What you have to do: The answer is to be an exact copy of the lines below running from the line with "return self.push(literal);" down to the line with "document is exhausted", both ends included, and nothing more.

Listed records:

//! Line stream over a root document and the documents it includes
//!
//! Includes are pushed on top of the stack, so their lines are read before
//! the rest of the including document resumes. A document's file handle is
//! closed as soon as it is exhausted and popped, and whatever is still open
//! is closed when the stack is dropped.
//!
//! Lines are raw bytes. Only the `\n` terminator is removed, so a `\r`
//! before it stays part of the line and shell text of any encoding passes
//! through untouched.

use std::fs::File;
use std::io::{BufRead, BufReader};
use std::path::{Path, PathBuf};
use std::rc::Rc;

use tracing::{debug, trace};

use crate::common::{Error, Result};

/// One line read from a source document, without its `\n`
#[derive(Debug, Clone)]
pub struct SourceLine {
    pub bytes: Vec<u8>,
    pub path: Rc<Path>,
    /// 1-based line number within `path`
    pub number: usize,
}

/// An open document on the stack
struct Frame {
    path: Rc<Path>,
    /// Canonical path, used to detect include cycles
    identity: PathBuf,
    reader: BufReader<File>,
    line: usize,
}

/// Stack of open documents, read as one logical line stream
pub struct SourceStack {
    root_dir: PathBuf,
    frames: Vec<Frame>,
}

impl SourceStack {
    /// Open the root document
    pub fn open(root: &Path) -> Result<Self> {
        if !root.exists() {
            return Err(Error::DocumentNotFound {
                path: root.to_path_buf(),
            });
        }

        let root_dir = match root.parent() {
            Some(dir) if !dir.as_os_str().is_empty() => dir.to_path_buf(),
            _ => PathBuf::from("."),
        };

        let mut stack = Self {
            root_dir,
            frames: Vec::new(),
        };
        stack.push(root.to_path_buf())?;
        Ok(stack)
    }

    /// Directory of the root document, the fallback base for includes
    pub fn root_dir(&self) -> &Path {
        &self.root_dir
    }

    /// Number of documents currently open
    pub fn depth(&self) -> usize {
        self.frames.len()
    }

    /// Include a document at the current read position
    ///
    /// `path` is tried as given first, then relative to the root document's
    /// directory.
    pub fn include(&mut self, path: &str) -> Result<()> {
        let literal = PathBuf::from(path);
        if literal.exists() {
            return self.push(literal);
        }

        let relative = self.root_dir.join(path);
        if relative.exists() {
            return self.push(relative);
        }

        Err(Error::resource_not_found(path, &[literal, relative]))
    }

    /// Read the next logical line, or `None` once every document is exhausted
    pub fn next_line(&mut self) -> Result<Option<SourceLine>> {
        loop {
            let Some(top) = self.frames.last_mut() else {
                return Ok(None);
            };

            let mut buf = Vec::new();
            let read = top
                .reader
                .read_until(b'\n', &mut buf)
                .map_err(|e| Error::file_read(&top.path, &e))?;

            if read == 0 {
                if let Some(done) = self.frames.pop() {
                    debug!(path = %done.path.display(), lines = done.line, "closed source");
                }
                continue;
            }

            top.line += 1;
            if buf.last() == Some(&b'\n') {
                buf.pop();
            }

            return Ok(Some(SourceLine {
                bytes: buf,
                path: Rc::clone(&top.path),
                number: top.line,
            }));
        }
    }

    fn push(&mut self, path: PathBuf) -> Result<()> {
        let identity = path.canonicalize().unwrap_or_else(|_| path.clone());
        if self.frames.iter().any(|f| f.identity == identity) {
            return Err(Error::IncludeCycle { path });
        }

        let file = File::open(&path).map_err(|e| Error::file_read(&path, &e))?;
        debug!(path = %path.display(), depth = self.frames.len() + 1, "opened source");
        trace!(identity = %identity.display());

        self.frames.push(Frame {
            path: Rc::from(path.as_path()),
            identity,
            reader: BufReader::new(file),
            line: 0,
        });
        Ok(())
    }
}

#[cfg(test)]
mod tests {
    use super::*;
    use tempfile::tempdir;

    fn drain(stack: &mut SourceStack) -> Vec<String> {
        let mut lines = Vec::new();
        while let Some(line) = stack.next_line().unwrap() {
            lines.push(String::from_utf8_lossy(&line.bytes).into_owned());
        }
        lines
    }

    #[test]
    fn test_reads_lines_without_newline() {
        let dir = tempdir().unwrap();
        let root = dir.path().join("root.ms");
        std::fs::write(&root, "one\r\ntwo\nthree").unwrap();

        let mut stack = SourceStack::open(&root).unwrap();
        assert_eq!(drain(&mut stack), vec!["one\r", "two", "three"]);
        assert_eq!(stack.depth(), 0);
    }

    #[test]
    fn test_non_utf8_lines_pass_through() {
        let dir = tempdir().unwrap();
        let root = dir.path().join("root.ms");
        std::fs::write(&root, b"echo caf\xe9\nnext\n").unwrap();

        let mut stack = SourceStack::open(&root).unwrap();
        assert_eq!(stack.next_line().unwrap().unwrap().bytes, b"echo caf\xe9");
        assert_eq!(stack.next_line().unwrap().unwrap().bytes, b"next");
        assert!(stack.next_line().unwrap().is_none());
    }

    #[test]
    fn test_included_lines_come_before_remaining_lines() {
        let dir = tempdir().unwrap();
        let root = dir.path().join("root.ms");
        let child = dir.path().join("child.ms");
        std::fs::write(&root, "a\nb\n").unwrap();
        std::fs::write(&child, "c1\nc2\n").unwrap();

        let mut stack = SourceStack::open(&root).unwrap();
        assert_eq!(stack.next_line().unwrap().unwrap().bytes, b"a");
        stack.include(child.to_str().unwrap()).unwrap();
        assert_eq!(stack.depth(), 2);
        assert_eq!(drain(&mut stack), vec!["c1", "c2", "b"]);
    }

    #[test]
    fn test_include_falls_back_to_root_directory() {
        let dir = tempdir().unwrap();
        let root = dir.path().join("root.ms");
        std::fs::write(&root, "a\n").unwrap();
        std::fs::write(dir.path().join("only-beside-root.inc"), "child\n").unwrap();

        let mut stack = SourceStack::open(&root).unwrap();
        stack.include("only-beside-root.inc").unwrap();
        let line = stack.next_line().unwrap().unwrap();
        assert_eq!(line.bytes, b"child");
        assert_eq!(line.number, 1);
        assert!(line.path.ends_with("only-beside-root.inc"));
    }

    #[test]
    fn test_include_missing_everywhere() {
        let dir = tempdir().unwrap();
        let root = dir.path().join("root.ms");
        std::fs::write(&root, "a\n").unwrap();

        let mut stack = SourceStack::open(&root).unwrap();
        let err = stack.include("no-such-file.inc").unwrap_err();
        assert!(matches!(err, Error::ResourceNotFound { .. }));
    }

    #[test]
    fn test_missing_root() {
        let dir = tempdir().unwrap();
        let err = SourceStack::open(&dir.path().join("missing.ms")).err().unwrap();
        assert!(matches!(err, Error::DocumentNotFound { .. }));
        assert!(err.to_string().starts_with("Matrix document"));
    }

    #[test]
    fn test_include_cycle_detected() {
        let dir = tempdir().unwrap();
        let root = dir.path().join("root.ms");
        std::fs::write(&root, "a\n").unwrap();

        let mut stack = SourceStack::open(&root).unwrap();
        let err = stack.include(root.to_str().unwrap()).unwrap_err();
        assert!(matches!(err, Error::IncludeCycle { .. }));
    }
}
* * *
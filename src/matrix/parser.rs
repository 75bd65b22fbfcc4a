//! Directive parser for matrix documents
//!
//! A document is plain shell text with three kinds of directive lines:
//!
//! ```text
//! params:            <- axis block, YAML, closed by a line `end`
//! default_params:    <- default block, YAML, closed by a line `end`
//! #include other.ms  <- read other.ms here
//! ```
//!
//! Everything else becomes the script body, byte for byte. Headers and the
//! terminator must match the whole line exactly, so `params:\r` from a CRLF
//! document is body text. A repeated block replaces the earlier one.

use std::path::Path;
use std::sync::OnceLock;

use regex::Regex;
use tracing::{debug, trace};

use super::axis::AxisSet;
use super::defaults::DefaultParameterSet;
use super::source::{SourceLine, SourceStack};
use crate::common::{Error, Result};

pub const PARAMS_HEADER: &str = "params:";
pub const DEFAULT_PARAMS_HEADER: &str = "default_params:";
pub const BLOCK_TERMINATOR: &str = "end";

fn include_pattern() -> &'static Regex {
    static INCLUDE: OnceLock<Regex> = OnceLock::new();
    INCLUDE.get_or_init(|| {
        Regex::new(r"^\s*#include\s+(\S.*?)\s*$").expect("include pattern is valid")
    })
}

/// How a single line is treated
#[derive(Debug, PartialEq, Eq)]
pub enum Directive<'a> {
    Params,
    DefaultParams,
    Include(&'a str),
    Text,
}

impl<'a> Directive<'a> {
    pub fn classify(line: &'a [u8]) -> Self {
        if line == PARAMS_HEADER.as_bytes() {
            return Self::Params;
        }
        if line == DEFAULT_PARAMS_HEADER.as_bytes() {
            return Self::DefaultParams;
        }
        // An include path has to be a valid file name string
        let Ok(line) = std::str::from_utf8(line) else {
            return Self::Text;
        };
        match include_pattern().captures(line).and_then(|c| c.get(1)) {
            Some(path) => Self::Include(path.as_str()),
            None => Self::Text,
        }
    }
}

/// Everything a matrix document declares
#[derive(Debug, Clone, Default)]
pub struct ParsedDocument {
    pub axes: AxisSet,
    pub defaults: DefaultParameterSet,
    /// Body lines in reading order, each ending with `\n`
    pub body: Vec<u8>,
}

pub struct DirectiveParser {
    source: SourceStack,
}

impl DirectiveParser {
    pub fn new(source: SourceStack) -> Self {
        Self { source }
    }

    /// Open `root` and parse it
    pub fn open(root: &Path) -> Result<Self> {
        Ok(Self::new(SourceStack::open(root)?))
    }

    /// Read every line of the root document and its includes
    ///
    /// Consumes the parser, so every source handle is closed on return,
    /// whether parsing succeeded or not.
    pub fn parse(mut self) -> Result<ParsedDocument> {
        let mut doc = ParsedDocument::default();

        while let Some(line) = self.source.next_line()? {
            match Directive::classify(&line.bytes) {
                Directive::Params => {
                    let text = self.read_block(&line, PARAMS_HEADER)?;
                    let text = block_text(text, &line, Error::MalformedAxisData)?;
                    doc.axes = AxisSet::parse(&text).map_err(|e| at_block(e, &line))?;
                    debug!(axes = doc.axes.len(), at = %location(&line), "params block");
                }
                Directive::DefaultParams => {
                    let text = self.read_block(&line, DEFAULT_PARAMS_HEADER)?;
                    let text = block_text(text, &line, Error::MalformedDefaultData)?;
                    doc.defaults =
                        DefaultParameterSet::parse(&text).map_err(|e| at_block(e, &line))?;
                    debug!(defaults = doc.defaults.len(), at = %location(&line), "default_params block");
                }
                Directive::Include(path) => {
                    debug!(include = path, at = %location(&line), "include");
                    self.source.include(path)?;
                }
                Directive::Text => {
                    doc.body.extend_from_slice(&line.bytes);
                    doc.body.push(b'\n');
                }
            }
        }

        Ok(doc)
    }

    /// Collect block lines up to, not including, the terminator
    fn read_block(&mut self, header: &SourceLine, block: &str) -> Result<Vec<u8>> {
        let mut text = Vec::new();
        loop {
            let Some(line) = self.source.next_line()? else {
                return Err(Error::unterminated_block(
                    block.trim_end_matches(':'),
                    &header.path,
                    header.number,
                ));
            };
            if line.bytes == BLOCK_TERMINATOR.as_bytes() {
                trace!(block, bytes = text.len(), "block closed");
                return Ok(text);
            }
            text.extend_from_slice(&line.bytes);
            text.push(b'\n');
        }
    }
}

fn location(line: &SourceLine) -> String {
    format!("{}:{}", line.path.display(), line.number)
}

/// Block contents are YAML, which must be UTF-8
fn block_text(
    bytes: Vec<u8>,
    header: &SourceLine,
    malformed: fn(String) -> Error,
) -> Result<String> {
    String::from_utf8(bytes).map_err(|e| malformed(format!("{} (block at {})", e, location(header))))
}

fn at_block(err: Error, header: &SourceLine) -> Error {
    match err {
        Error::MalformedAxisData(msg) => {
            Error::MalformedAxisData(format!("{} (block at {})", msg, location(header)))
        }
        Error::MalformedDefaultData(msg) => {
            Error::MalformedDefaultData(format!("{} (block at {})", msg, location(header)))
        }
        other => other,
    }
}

Exercise answer:
            return self.push(literal);
        }

        let relative = self.root_dir.join(path);
        if relative.exists() {
            return self.push(relative);
        }

        Err(Error::resource_not_found(path, &[literal, relative]))
    }

    /// Read the next logical line, or `None` once every document is exhausted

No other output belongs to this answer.